В действительности Мори испытывал горечь по поводу своего ухода. Когда он вернулся в Рим, правящий режим проявил осторожность и постарался не предоставлять ему возможность в очередной раз наломать дров. Бывший «железный префект» полностью отдался написанию прославляющего собственные деяния нравоучительного отчета. В нем он рассказывал о «рукопашной борьбе» с мафией: «Человек действия создает ситуации, а не занимается их оценкой… От слов я немедленно переходил к делу». Фашистская пресса без особого энтузиазма отреагировала на этот отчет.
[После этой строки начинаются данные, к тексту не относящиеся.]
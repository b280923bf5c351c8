//! jsonrpc-router: serve JSON-RPC 2.0 over stdio
//!
//! Reads newline-delimited requests from stdin and writes responses to
//! stdout. Only the built-in diagnostic methods `ping` and `echo` are
//! registered; embed the library to route real methods.

use std::path::PathBuf;
use std::process::ExitCode;

use clap::Parser;
use tracing::{error, info, Level};
use tracing_subscriber::EnvFilter;

use jsonrpc_router::config;
use jsonrpc_router::rpc::{to_result, RouterBuilder, StdioServer};

/// JSON-RPC 2.0 router over stdio.
///
/// Validates request envelopes, dispatches batches concurrently, and answers
/// with JSON-RPC 2.0 compliant responses on stdout. Logs go to stderr.
#[derive(Parser, Debug)]
#[command(name = "jsonrpc-router")]
#[command(author, version, about, long_about = None)]
struct Args {
    /// Path to configuration file
    #[arg(value_name = "CONFIG_FILE")]
    config: Option<PathBuf>,

    /// Increase logging verbosity (-v for info, -vv for debug, -vvv for trace)
    #[arg(short, long, action = clap::ArgAction::Count)]
    verbose: u8,

    /// Decrease logging verbosity (only show errors)
    #[arg(short, long)]
    quiet: bool,
}

/// Determines the log level from CLI arguments.
#[allow(clippy::match_same_arms)] // Explicit "warn" arm for clarity
fn get_log_level(verbose: u8, quiet: bool, config_level: &str) -> Level {
    if quiet {
        return Level::ERROR;
    }

    match verbose {
        0 => match config_level.to_lowercase().as_str() {
            "trace" => Level::TRACE,
            "debug" => Level::DEBUG,
            "info" => Level::INFO,
            "warn" => Level::WARN,
            "error" => Level::ERROR,
            _ => Level::WARN,
        },
        1 => Level::INFO,
        2 => Level::DEBUG,
        _ => Level::TRACE,
    }
}

/// Initialises the tracing subscriber for logging.
fn init_tracing(level: Level) {
    let filter = EnvFilter::from_default_env().add_directive(level.into());

    tracing_subscriber::fmt()
        .with_env_filter(filter)
        .with_target(false)
        .with_writer(std::io::stderr)
        .init();
}

/// Adds the diagnostic methods served by the binary.
fn register_builtins(builder: RouterBuilder) -> RouterBuilder {
    builder
        .register("ping", |_, _, _, _| to_result("pong"))
        .register("echo", |_, _, _, params| match params {
            Some(raw) => Ok(raw.to_owned()),
            None => to_result(&()),
        })
}

/// Entry point for the jsonrpc-router server.
fn main() -> ExitCode {
    let args = Args::parse();

    // Load configuration
    let cfg = match config::load_config(args.config.as_deref()) {
        Ok(cfg) => cfg,
        Err(e) => {
            eprintln!("Configuration error: {e}");
            if let Some(default_path) = config::default_config_path() {
                eprintln!("\nDefault config location: {}", default_path.display());
            }
            return ExitCode::FAILURE;
        }
    };

    // Initialise logging
    let log_level = get_log_level(args.verbose, args.quiet, &cfg.logging.level);
    init_tracing(log_level);

    info!(
        version = env!("CARGO_PKG_VERSION"),
        suppress_notifications = cfg.router.suppress_notifications,
        max_batch_size = ?cfg.router.max_batch_size,
        "Starting jsonrpc-router"
    );

    let router = register_builtins(RouterBuilder::new())
        .suppress_notifications(cfg.router.suppress_notifications)
        .max_batch_size(cfg.router.max_batch_size)
        .build();

    let mut server = StdioServer::stdio(router);

    let runtime = match tokio::runtime::Builder::new_current_thread()
        .enable_all()
        .build()
    {
        Ok(runtime) => runtime,
        Err(e) => {
            error!(error = %e, "Failed to create Tokio runtime");
            return ExitCode::FAILURE;
        }
    };

    match runtime.block_on(server.run()) {
        Ok(()) => {
            info!("Server shut down gracefully");
            ExitCode::SUCCESS
        }
        Err(e) => {
            error!(error = %e, "Server error");
            ExitCode::FAILURE
        }
    }
}
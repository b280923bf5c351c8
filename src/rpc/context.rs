//! Cancellation and deadline context passed to every handler.
//!
//! The router never enforces deadlines itself. It clones the caller's
//! [`Context`] into each handler invocation (including every batch member)
//! and handlers are expected to poll [`Context::is_cancelled`] cooperatively.

use std::sync::atomic::{AtomicBool, Ordering};
use std::sync::Arc;
use std::time::{Duration, Instant};

/// A cloneable cancellation flag with an optional deadline.
///
/// All clones share the same flag: cancelling one cancels them all.
#[derive(Debug, Clone, Default)]
pub struct Context {
    cancelled: Arc<AtomicBool>,
    deadline: Option<Instant>,
}

impl Context {
    /// Creates a context with no deadline that is not cancelled.
    #[must_use]
    pub fn new() -> Self {
        Self::default()
    }

    /// Returns a copy of this context that expires at `deadline`.
    ///
    /// The copy still shares the cancellation flag.
    #[must_use]
    pub fn with_deadline(&self, deadline: Instant) -> Self {
        Self {
            cancelled: Arc::clone(&self.cancelled),
            deadline: Some(self.deadline.map_or(deadline, |d| d.min(deadline))),
        }
    }

    /// Returns a copy of this context that expires after `timeout`.
    #[must_use]
    pub fn with_timeout(&self, timeout: Duration) -> Self {
        match Instant::now().checked_add(timeout) {
            Some(deadline) => self.with_deadline(deadline),
            None => self.clone(),
        }
    }

    /// Cancels this context and every clone of it.
    pub fn cancel(&self) {
        self.cancelled.store(true, Ordering::Release);
    }

    /// Returns `true` once cancelled or past the deadline.
    #[must_use]
    pub fn is_cancelled(&self) -> bool {
        self.cancelled.load(Ordering::Acquire)
            || self.deadline.is_some_and(|d| Instant::now() >= d)
    }

    /// Returns the deadline, if one is set.
    #[must_use]
    pub const fn deadline(&self) -> Option<Instant> {
        self.deadline
    }

    /// Returns the time left before the deadline, if one is set.
    #[must_use]
    pub fn remaining(&self) -> Option<Duration> {
        self.deadline.map(|d| d.saturating_duration_since(Instant::now()))
    }
}
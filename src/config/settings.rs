//! Configuration structures for deserialisation.
//!
//! These structures map directly to the JSON configuration file format.

use serde::Deserialize;

use crate::error::ConfigError;

/// Log levels accepted in `logging.level`.
pub const LOG_LEVELS: [&str; 5] = ["trace", "debug", "info", "warn", "error"];

/// Root configuration structure.
///
/// This is the top-level structure that matches the JSON config file.
#[derive(Debug, Default, Deserialize)]
#[serde(deny_unknown_fields)]
pub struct Config {
    /// Optional JSON schema reference (ignored during parsing).
    #[serde(rename = "$schema", default)]
    _schema: Option<String>,

    /// Optional comment field (ignored during parsing).
    #[serde(rename = "_comment", default)]
    _comment: Option<String>,

    /// Router settings.
    #[serde(default)]
    pub router: RouterConfig,

    /// Logging settings.
    #[serde(default)]
    pub logging: LoggingConfig,
}

impl Config {
    /// Validates the configuration.
    ///
    /// # Errors
    ///
    /// Returns an error if any validation checks fail.
    pub fn validate(&self) -> Result<(), ConfigError> {
        if self.router.max_batch_size == Some(0) {
            return Err(ConfigError::ValidationError {
                key: "router.max_batch_size",
                message: "must be at least 1".to_string(),
            });
        }

        let level = self.logging.level.to_lowercase();
        if !LOG_LEVELS.contains(&level.as_str()) {
            return Err(ConfigError::ValidationError {
                key: "logging.level",
                message: format!(
                    "unknown level '{}', expected one of: {}",
                    self.logging.level,
                    LOG_LEVELS.join(", ")
                ),
            });
        }

        Ok(())
    }
}

/// Router behaviour.
#[derive(Debug, Clone, Default, Deserialize)]
#[serde(deny_unknown_fields)]
pub struct RouterConfig {
    /// Send no response to well-formed requests that carry no `id`.
    /// Default: false (every request is answered)
    #[serde(default)]
    pub suppress_notifications: bool,

    /// Largest batch accepted; larger batches are rejected as a whole.
    /// Default: unlimited
    #[serde(default)]
    pub max_batch_size: Option<usize>,
}

/// Logging configuration.
#[derive(Debug, Clone, Deserialize)]
#[serde(deny_unknown_fields)]
pub struct LoggingConfig {
    /// Log level (trace, debug, info, warn, error).
    #[serde(default = "default_log_level")]
    pub level: String,
}

impl Default for LoggingConfig {
    fn default() -> Self {
        Self {
            level: default_log_level(),
        }
    }
}

fn default_log_level() -> String {
    "warn".to_string()
}
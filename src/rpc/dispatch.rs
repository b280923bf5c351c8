//! Method dispatch table and the handler contract.
//!
//! A handler receives the request [`Context`], the request [`Id`], the method
//! name and the raw parameters, and returns either a raw result or a
//! [`HandlerError`].
//!
//! # Preconditions
//!
//! [`DispatchTable::register`] takes `&mut self` and must finish before the
//! table is shared for serving. [`crate::rpc::RouterBuilder::build`] freezes
//! the table behind an [`Arc`], after which only [`DispatchTable::lookup`] is
//! reachable, so registering during live traffic does not compile.

use std::collections::HashMap;
use std::fmt;
use std::sync::Arc;

use serde::Serialize;
use serde_json::value::RawValue;
use thiserror::Error;

use crate::rpc::context::Context;
use crate::rpc::id::Id;
use crate::rpc::protocol::ErrorObject;

/// What a handler returns.
pub type HandlerResult = Result<Box<RawValue>, HandlerError>;

/// A registered method handler.
pub type Handler =
    Arc<dyn Fn(&Context, &Id, &str, Option<&RawValue>) -> HandlerResult + Send + Sync>;

/// Ways a handler can fail.
#[derive(Error, Debug)]
pub enum HandlerError {
    /// A structured error, sent to the client as is.
    #[error(transparent)]
    Rpc(#[from] ErrorObject),

    /// Any other failure. The client only sees a generic internal error.
    #[error(transparent)]
    Other(Box<dyn std::error::Error + Send + Sync>),
}

impl HandlerError {
    /// Wraps an arbitrary error as an unstructured failure.
    pub fn other(err: impl Into<Box<dyn std::error::Error + Send + Sync>>) -> Self {
        Self::Other(err.into())
    }
}

impl From<serde_json::Error> for HandlerError {
    fn from(err: serde_json::Error) -> Self {
        Self::Other(Box::new(err))
    }
}

impl From<std::io::Error> for HandlerError {
    fn from(err: std::io::Error) -> Self {
        Self::Other(Box::new(err))
    }
}

/// Serialises a value into a handler result payload.
///
/// # Errors
///
/// Returns [`HandlerError::Other`] if `value` cannot be serialised.
pub fn to_result<T: Serialize + ?Sized>(value: &T) -> HandlerResult {
    Ok(serde_json::value::to_raw_value(value)?)
}

/// Mapping from method name to handler.
#[derive(Clone, Default)]
pub struct DispatchTable {
    handlers: HashMap<String, Handler>,
}

impl DispatchTable {
    /// Creates an empty table.
    #[must_use]
    pub fn new() -> Self {
        Self::default()
    }

    /// Registers `handler` for `method`, replacing any earlier registration.
    pub fn register<F>(&mut self, method: impl Into<String>, handler: F)
    where
        F: Fn(&Context, &Id, &str, Option<&RawValue>) -> HandlerResult + Send + Sync + 'static,
    {
        let method = method.into();
        if self.handlers.insert(method.clone(), Arc::new(handler)).is_some() {
            tracing::debug!(method = %method, "Replaced existing handler");
        }
    }

    /// Looks up the handler for `method`.
    #[must_use]
    pub fn lookup(&self, method: &str) -> Option<&Handler> {
        self.handlers.get(method)
    }

    /// Returns the number of registered methods.
    #[must_use]
    pub fn len(&self) -> usize {
        self.handlers.len()
    }

    /// Returns `true` if no methods are registered.
    #[must_use]
    pub fn is_empty(&self) -> bool {
        self.handlers.is_empty()
    }

    /// Returns the registered method names, sorted.
    #[must_use]
    pub fn methods(&self) -> Vec<&str> {
        let mut methods: Vec<&str> = self.handlers.keys().map(String::as_str).collect();
        methods.sort_unstable();
        methods
    }
}

impl fmt::Debug for DispatchTable {
    fn fmt(&self, f: &mut fmt::Formatter<'_>) -> fmt::Result {
        f.debug_struct("DispatchTable")
            .field("methods", &self.methods())
            .finish()
    }
}

#[cfg(test)]
mod tests {
    use super::*;

    fn call(table: &DispatchTable, method: &str) -> HandlerResult {
        let handler = table.lookup(method).unwrap();
        handler(&Context::new(), &Id::Unset, method, None)
    }

    #[test]
    fn lookup_missing_method() {
        let table = DispatchTable::new();
        assert!(table.lookup("nothing").is_none());
        assert!(table.is_empty());
    }

    #[test]
    fn last_registration_wins() {
        let mut table = DispatchTable::new();
        table.register("answer", |_, _, _, _| to_result(&1));
        table.register("answer", |_, _, _, _| to_result(&2));

        assert_eq!(table.len(), 1);
        assert_eq!(call(&table, "answer").unwrap().get(), "2");
    }

    #[test]
    fn handler_sees_arguments() {
        let mut table = DispatchTable::new();
        table.register("inspect", |_, id, method, params| {
            to_result(&serde_json::json!({
                "id": id.as_i64(),
                "method": method,
                "params": params.map(RawValue::get),
            }))
        });

        let handler = table.lookup("inspect").unwrap();
        let id = Id::from_json("9").unwrap();
        let params = RawValue::from_string("[1,2]".to_string()).unwrap();
        let result = handler(&Context::new(), &id, "inspect", Some(&params)).unwrap();

        assert_eq!(
            result.get(),
            r#"{"id":9,"method":"inspect","params":"[1,2]"}"#
        );
    }

    #[test]
    fn structured_errors_convert() {
        let mut table = DispatchTable::new();
        table.register("fail", |_, _, _, _| Err(ErrorObject::new(7, "bad").into()));

        let err = call(&table, "fail").unwrap_err();
        assert!(matches!(err, HandlerError::Rpc(ref e) if e.code == 7));
    }

    #[test]
    fn other_errors_wrap() {
        let err = HandlerError::other("boom");
        assert!(matches!(err, HandlerError::Other(_)));
        assert_eq!(err.to_string(), "boom");

        let json_err = serde_json::from_str::<u8>("x").unwrap_err();
        assert!(matches!(HandlerError::from(json_err), HandlerError::Other(_)));
    }

    #[test]
    fn methods_are_sorted() {
        let mut table = DispatchTable::new();
        table.register("b", |_, _, _, _| to_result(&()));
        table.register("a", |_, _, _, _| to_result(&()));

        assert_eq!(table.methods(), vec!["a", "b"]);
        assert_eq!(format!("{table:?}"), r#"DispatchTable { methods: ["a", "b"] }"#);
    }
}
/*
 * Copyright © 2024, United States Government, as represented by the Administrator of 
 * the National Aeronautics and Space Administration. All rights reserved.
 *
 * The “ODIN” software is licensed under the Apache License, Version 2.0 (the "License"); 
 * you may not use this file except in compliance with the License. You may obtain a copy 
 * of the License at http://www.apache.org/licenses/LICENSE-2.0.
 *
 * Unless required by applicable law or agreed to in writing, software distributed under
 * the License is distributed on an "AS IS" BASIS, WITHOUT WARRANTIES OR CONDITIONS OF ANY KIND,
 * either express or implied. See the License for the specific language governing permissions
 * and limitations under the License.
 */

use thiserror::Error;

pub type Result<T> = std::result::Result<T, OdinPointObsError>;

#[derive(Error,Debug)]
pub enum OdinPointObsError {
    /// unknown variable, wrong value tuple shape, kind or unit mismatch
    #[error("schema error {0}")]
    SchemaError(String),

    /// invalid analysis or construction parameters
    #[error("argument error {0}")]
    ArgumentError(String),

    /// the caller provided cancellation check fired between time slices
    #[error("operation cancelled")]
    Cancelled,

    #[error("IO error {0}")]
    IOError( #[from] std::io::Error),

    #[error("config RON error {0}")]
    RonError( #[from] ron::error::SpannedError),
}

pub fn schema_error (msg: impl ToString)->OdinPointObsError {
    OdinPointObsError::SchemaError(msg.to_string())
}

pub fn argument_error (msg: impl ToString)->OdinPointObsError {
    OdinPointObsError::ArgumentError(msg.to_string())
}
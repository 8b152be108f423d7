/*
 * Copyright © 2024, United States Government, as represented by the Administrator of
 * the National Aeronautics and Space Administration. All rights reserved.
 *
 * The “ODIN” software is licensed under the Apache License, Version 2.0 (the "License");
 * you may not use this file except in compliance with the License. You may obtain a copy
 * of the License at http://www.apache.org/licenses/LICENSE-2.0.
 *
 * Unless required by applicable law or agreed to in writing, software distributed under
 * the License is distributed on an "AS IS" BASIS, WITHOUT WARRANTIES OR CONDITIONS OF ANY KIND,
 * either express or implied. See the License for the specific language governing permissions
 * and limitations under the License.
 */

use std::{fs, path::Path};
use serde::{Serialize,Deserialize};

use crate::barnes::BarnesParams;
use crate::errors::Result;
use crate::geo::LatLonBox;

/// processing parameters for a point observation pipeline (bin → sequence → subset → analyze).
/// Missing fields in a RON config file get their default values
#[derive(Clone,Serialize,Deserialize,Debug,PartialEq)]
#[serde(default)]
pub struct PointObsConfig {
    /// minute offset of bin boundaries within the hour (0 means bins start at the first observation time)
    pub bin_round_to: f64,

    /// bin width in minutes. Values <= 0 turn binning off
    pub bin_width: f64,

    /// truncate times to multiples of this many minutes when sequencing (0 means exact times)
    pub lump_minutes: i64,

    /// optional region of interest
    pub bbox: Option<LatLonBox>,

    pub barnes: BarnesParams,
}

impl Default for PointObsConfig {
    fn default()->Self {
        PointObsConfig {
            bin_round_to: 0.0,
            bin_width: 0.0,
            lump_minutes: 0,
            bbox: None,
            barnes: BarnesParams::default()
        }
    }
}

impl PointObsConfig {
    pub fn from_ron_str (s: &str)->Result<Self> {
        Ok( ron::from_str(s)?)
    }

    pub fn load (path: impl AsRef<Path>)->Result<Self> {
        let contents = fs::read_to_string( path.as_ref())?;
        Self::from_ron_str( &contents)
    }
}
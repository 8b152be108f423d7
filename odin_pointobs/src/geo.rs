/*
 * Copyright © 2024, United States Government, as represented by the Administrator of
 * the National Aeronautics and Space Administration. All rights reserved.
 *
 * The “ODIN” software is licensed under the Apache License, Version 2.0 (the "License");
 * you may not use this file except in compliance with the License. You may obtain a copy
 * of the License at http://www.apache.org/licenses/LICENSE-2.0.
 *
 * Unless required by applicable law or agreed to in writing, software distributed under
 * the License is distributed on an "AS IS" BASIS, WITHOUT WARRANTIES OR CONDITIONS OF ANY KIND,
 * either express or implied. See the License for the specific language governing permissions
 * and limitations under the License.
 */

use std::fmt;
use serde::{Serialize,Deserialize,Deserializer};

/// normalize longitude degrees into [-180,180]
#[inline]
pub fn normalize_180 (d: f64) -> f64 {
    let x = d % 360.0;

    if x < -180.0 { 360.0 + x }
    else if x > 180.0 { x - 360.0 }
    else { x }
}

/// normalize longitude degrees into [0,360)
#[inline]
pub fn normalize_360 (d: f64) -> f64 {
    let x = d % 360.0;
    if x < 0.0 { 360.0 + x } else { x }
}

/// position of an observation. Degrees for lat/lon and meters above MSL for altitude.
/// Note that the plain struct ctor does not normalize, which is required to represent missing
/// locations and raw 0..360 longitudes from sources that use that convention
#[derive(Debug,Clone,Copy,PartialEq,Serialize,Deserialize)]
pub struct EarthLocation {
    pub lat: f64,
    pub lon: f64,
    #[serde(default)]
    pub alt: f64
}

impl EarthLocation {
    pub fn new (lat: f64, lon: f64, alt: f64)->Self {
        EarthLocation { lat, lon: normalize_180(lon), alt }
    }

    pub fn from_lat_lon (lat: f64, lon: f64)->Self {
        EarthLocation::new( lat, lon, 0.0)
    }

    pub fn missing ()->Self {
        EarthLocation { lat: f64::NAN, lon: f64::NAN, alt: f64::NAN }
    }

    pub fn is_missing (&self)->bool {
        self.lat.is_nan() || self.lon.is_nan()
    }
}

impl fmt::Display for EarthLocation {
    fn fmt(&self, f: &mut fmt::Formatter<'_>) -> fmt::Result {
        write!(f, "[{},{},{}]", self.lat, self.lon, self.alt)
    }
}

/// an axis aligned lat/lon rectangle in degrees.
/// Boxes with `west > east` (after normalization) cross the antimeridian
#[derive(Debug,Copy,Clone,Serialize,PartialEq)]
pub struct LatLonBox {
    pub west: f64,
    pub south: f64,
    pub east: f64,
    pub north: f64
}

impl LatLonBox {
    pub fn new (west: f64, south: f64, east: f64, north: f64)->Self {
        if (east - west).abs() >= 360.0 {
            LatLonBox { west: -180.0, south, east: 180.0, north }
        } else {
            LatLonBox { west: normalize_180(west), south, east: normalize_180(east), north }
        }
    }

    pub fn from_wsen (wsen: &[f64;4])->Self {
        LatLonBox::new( wsen[0], wsen[1], wsen[2], wsen[3])
    }

    pub fn crosses_antimeridian (&self)->bool {
        self.west > self.east
    }

    /// inclusive containment test. Missing (NaN) coordinates are never contained
    pub fn contains (&self, lat: f64, lon: f64)->bool {
        if lat.is_nan() || lon.is_nan() { return false }
        if lat < self.south || lat > self.north { return false }

        let lon = normalize_180(lon);
        if self.crosses_antimeridian() {
            lon >= self.west || lon <= self.east
        } else {
            lon >= self.west && lon <= self.east
        }
    }
}

// deserialized boxes go through LatLonBox::new so that config values get normalized
#[derive(Deserialize)]
#[serde(rename = "LatLonBox")]
struct RawLatLonBox {
    west: f64,
    south: f64,
    east: f64,
    north: f64
}

impl<'de> Deserialize<'de> for LatLonBox {
    fn deserialize<D>(deserializer: D) -> std::result::Result<Self, D::Error> where D: Deserializer<'de> {
        let raw = RawLatLonBox::deserialize(deserializer)?;
        Ok( LatLonBox::new( raw.west, raw.south, raw.east, raw.north))
    }
}

impl fmt::Display for LatLonBox {
    fn fmt(&self, f: &mut fmt::Formatter<'_>) -> fmt::Result {
        write!(f, "[w:{},s:{},e:{},n:{}]", self.west, self.south, self.east, self.north)
    }
}

#[cfg(test)]
mod tests {
    use super::*;

    #[test]
    fn test_normalize () {
        assert_eq!( normalize_180(190.0), -170.0);
        assert_eq!( normalize_180(-190.0), 170.0);
        assert_eq!( normalize_180(260.0), -100.0);
        assert_eq!( normalize_360(-100.0), 260.0);
    }

    #[test]
    fn test_antimeridian_box () {
        let bbox = LatLonBox::new( 170.0, -10.0, -170.0, 10.0);
        assert!( bbox.crosses_antimeridian());
        assert!( bbox.contains( 0.0, 175.0));
        assert!( bbox.contains( 0.0, -175.0));
        assert!( bbox.contains( 0.0, 185.0));
        assert!( !bbox.contains( 0.0, 0.0));
    }
}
Некоторые чернорубашечники еще помнили тот день, когда они мочились на стены префектуры Болоньи.
В 1930-е годы официально считалось, что порученная Мори задача выполнена. Фашизм разгромил мафию и навсегда покончил с этой проблемой. Преемник Мори дал указание прессе уменьшить количество сообщений о преступлениях. Впредь не должно быть ни облав, ни показательных судов. Гораздо проще было без соответствующей юридической процедуры отправлять подозрительных лиц в ссылку. Такая практика не вызывала лишнего шума. В конце концов, ведь именно так власти решали проблему мафии на протяжении большей части того периода истории страны, который предшествовал фашизму. По коридорам власти Палермо прошла целая вереница быстро сменявших друг друга бесцветных функционеров фашистского режима. Сицилия погрузилась в трясину коррупции и фракционных междоусобиц.
Смерть Мори, скончавшегося в 1942 году, фактически оказалась никем не замеченной. Спустя год фашистский режим рухнул, и вся работа префекта оказалась напрасной. Спасение мафии пришло из Соединенных Штатов. В течение тех же самых десятилетий, когда мафия боролась с социализмом, фашизмом и войной, это преступное общество стало частью американской жизни.